Record values are encoded as Courier record values.
Union values of union types whose discriminant type can be mapped to a 16-bit value type in
the range [0,2^16-1] are passed as Courier choice values. Other
unions are passed as a Courier long cardinal, followed by the
value of the union's indicated type (if any).
Enumeration values are encoded as Courier enumeration values.
Boolean values are encoded as Courier boolean values.
Sequence values are encoded as Courier sequences, except for several special cases.
Sequences of N short characters or bytes are encoded as
either a Courier cardinal, for sequences with limits less than 2^16, or long cardinal,
for sequences with no limits or limits greater than 2^16-1, value of N, followed by
(N+1)/2 values of Courier unspecified, each such value
containing two short character or byte values, packed in big-endian order.

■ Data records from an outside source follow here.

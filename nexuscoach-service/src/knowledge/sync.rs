//! Catalog loading from external sources and item categorization.

use std::path::PathBuf;
use std::sync::LazyLock;
use std::time::Duration;

use regex::Regex;
use reqwest::Client;
use tracing::{debug, info};

use super::seed::{parse_catalog, seed_catalog};
use super::{Catalog, Item, ItemCategory, ItemStats, ItemTag};
use crate::config::KnowledgeConfig;
use crate::error::{ProviderError, ServiceError, ServiceResult};

const SYNC_TIMEOUT_SECS: u64 = 30;

/// Where a catalog document comes from
#[derive(Debug, Clone, PartialEq, Eq)]
pub enum CatalogSource {
    Url(String),
    File(PathBuf),
    Embedded,
}

impl CatalogSource {
    /// URL wins over file; neither means the embedded seed
    pub fn from_config(config: &KnowledgeConfig) -> Self {
        if let Some(url) = config.sync_url.as_ref().filter(|u| !u.trim().is_empty()) {
            CatalogSource::Url(url.clone())
        } else if let Some(path) = &config.data_path {
            CatalogSource::File(path.clone())
        } else {
            CatalogSource::Embedded
        }
    }

    pub fn describe(&self) -> String {
        match self {
            CatalogSource::Url(url) => url.clone(),
            CatalogSource::File(path) => path.display().to_string(),
            CatalogSource::Embedded => "embedded".to_string(),
        }
    }
}

/// Fetches catalog documents
pub struct CatalogFetcher {
    client: Client,
}

impl CatalogFetcher {
    pub fn new() -> ServiceResult<Self> {
        let client = Client::builder()
            .timeout(Duration::from_secs(SYNC_TIMEOUT_SECS))
            .user_agent("NexusCoach/1.0")
            .build()
            .map_err(|e| ProviderError::Connection {
                url: "catalog".to_string(),
                source: e,
            })?;
        Ok(Self { client })
    }

    pub async fn fetch(&self, source: &CatalogSource) -> ServiceResult<Catalog> {
        debug!(source = %source.describe(), "Fetching game catalog");
        match source {
            CatalogSource::Url(url) => self.fetch_url(url).await,
            CatalogSource::File(path) => {
                let content = tokio::fs::read_to_string(path).await.map_err(|e| {
                    ServiceError::InvalidCatalog {
                        message: format!("cannot read {}: {}", path.display(), e),
                    }
                })?;
                parse_catalog(&content)
            }
            CatalogSource::Embedded => seed_catalog(),
        }
    }

    async fn fetch_url(&self, url: &str) -> ServiceResult<Catalog> {
        let response = self
            .client
            .get(url)
            .send()
            .await
            .map_err(|e| ProviderError::Connection {
                url: url.to_string(),
                source: e,
            })?;

        if !response.status().is_success() {
            let status = response.status().as_u16();
            let message = response.text().await.unwrap_or_default();
            return Err(ProviderError::Request { status, message }.into());
        }

        let body = response
            .text()
            .await
            .map_err(|e| ProviderError::InvalidResponse {
                provider: "catalog",
                message: e.to_string(),
            })?;

        let catalog = parse_catalog(&body)?;
        info!(url, champions = catalog.champions.len(), items = catalog.items.len(), "Downloaded game catalog");
        Ok(catalog)
    }
}

static STAT_PATTERNS: LazyLock<Vec<(Regex, &'static str)>> = LazyLock::new(|| {
    [
        ("AD", "attack_damage"),
        ("AP", "ability_power"),
        ("HP", "health"),
        ("Health", "health"),
        ("Mana", "mana"),
        ("Armor", "armor"),
        ("MR", "magic_resist"),
        ("AS", "attack_speed"),
        ("Crit", "crit_chance"),
        ("Haste", "ability_haste"),
        ("MPen", "magic_pen"),
        ("Omnivamp", "omnivamp"),
        ("HSS", "heal_shield_power"),
    ]
    .into_iter()
    .map(|(suffix, field)| {
        let re = Regex::new(&format!(r"(?i)\+(\d+)%?\s*{}\b", suffix)).unwrap();
        (re, field)
    })
    .collect()
});

/// Parse a stat line such as `+55 AD +20 Haste`
pub fn parse_item_stats(text: &str) -> ItemStats {
    let mut stats = ItemStats::default();
    for (re, field) in STAT_PATTERNS.iter() {
        let Some(value) = re
            .captures(text)
            .and_then(|c| c.get(1))
            .and_then(|m| m.as_str().parse::<u32>().ok())
        else {
            continue;
        };
        let slot = match *field {
            "attack_damage" => &mut stats.attack_damage,
            "ability_power" => &mut stats.ability_power,
            "health" => &mut stats.health,
            "mana" => &mut stats.mana,
            "armor" => &mut stats.armor,
            "magic_resist" => &mut stats.magic_resist,
            "attack_speed" => &mut stats.attack_speed,
            "crit_chance" => &mut stats.crit_chance,
            "ability_haste" => &mut stats.ability_haste,
            "magic_pen" => &mut stats.magic_pen,
            "omnivamp" => &mut stats.omnivamp,
            _ => &mut stats.heal_shield_power,
        };
        *slot = value;
    }
    stats
}

/// Derive a category and tags from stats and passive text
pub fn categorize_item(stats: &ItemStats, passive: &str) -> (ItemCategory, Vec<ItemTag>) {
    let mut tags = Vec::new();

    let category = if stats.attack_damage > 0 {
        ItemCategory::Physical
    } else if stats.ability_power > 0 {
        ItemCategory::Magic
    } else if stats.armor > 0 || stats.magic_resist > 0 || stats.health > 300 {
        ItemCategory::Defense
    } else {
        ItemCategory::General
    };

    if stats.armor > 0 {
        tags.push(ItemTag::Armor);
    }
    if stats.magic_resist > 0 {
        tags.push(ItemTag::MagicResist);
    }
    if stats.health > 0 {
        tags.push(ItemTag::Health);
    }
    if stats.crit_chance > 0 {
        tags.push(ItemTag::Crit);
    }
    if stats.attack_speed > 0 {
        tags.push(ItemTag::AttackSpeed);
    }
    if stats.ability_haste > 0 {
        tags.push(ItemTag::AbilityHaste);
    }
    if stats.mana > 0 {
        tags.push(ItemTag::Mana);
    }
    if stats.magic_pen > 0 {
        tags.push(ItemTag::MagicPen);
    }

    let passive = passive.to_lowercase();
    if stats.omnivamp > 0 || passive.contains("vamp") || passive.contains("lifesteal") {
        tags.push(ItemTag::Sustain);
    }
    if passive.contains("grievous") || passive.contains("anti-heal") {
        tags.push(ItemTag::AntiHeal);
    }
    if passive.contains("armor pen") || passive.contains("penetration") {
        tags.push(ItemTag::ArmorPen);
    }
    if passive.contains("shield") {
        tags.push(ItemTag::Shield);
    }
    if passive.contains("slow") {
        tags.push(ItemTag::Slow);
    }
    if passive.contains("execute") {
        tags.push(ItemTag::Execute);
    }

    (category, tags)
}

/// Fill in stats and tags an item record left out
pub fn enrich_item(item: &mut Item) {
    if item.stats.is_empty() {
        if let Some(text) = &item.stats_text {
            item.stats = parse_item_stats(text);
        }
    }
    if item.tags.is_empty() {
        let (category, tags) = categorize_item(&item.stats, &item.passive);
        if item.category == ItemCategory::General {
            item.category = category;
        }
        item.tags = tags;
    }
}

Optional values are encoded as an Courier boolean value, followed by another encoded
value, if the Boolean value is TRUE.
Instances of an object type are encoded as either zero (in the case of a method discriminant of a singleton type),
or one (in the case of a non-singleton discriminant, the object ID) or two (in the case
of a non-discriminant, the most-specific-type unique ID and the string binding handle) values
of ISL short sequence of short character. CORBA Nil object references are represented as two
zero-length short sequence of short characters.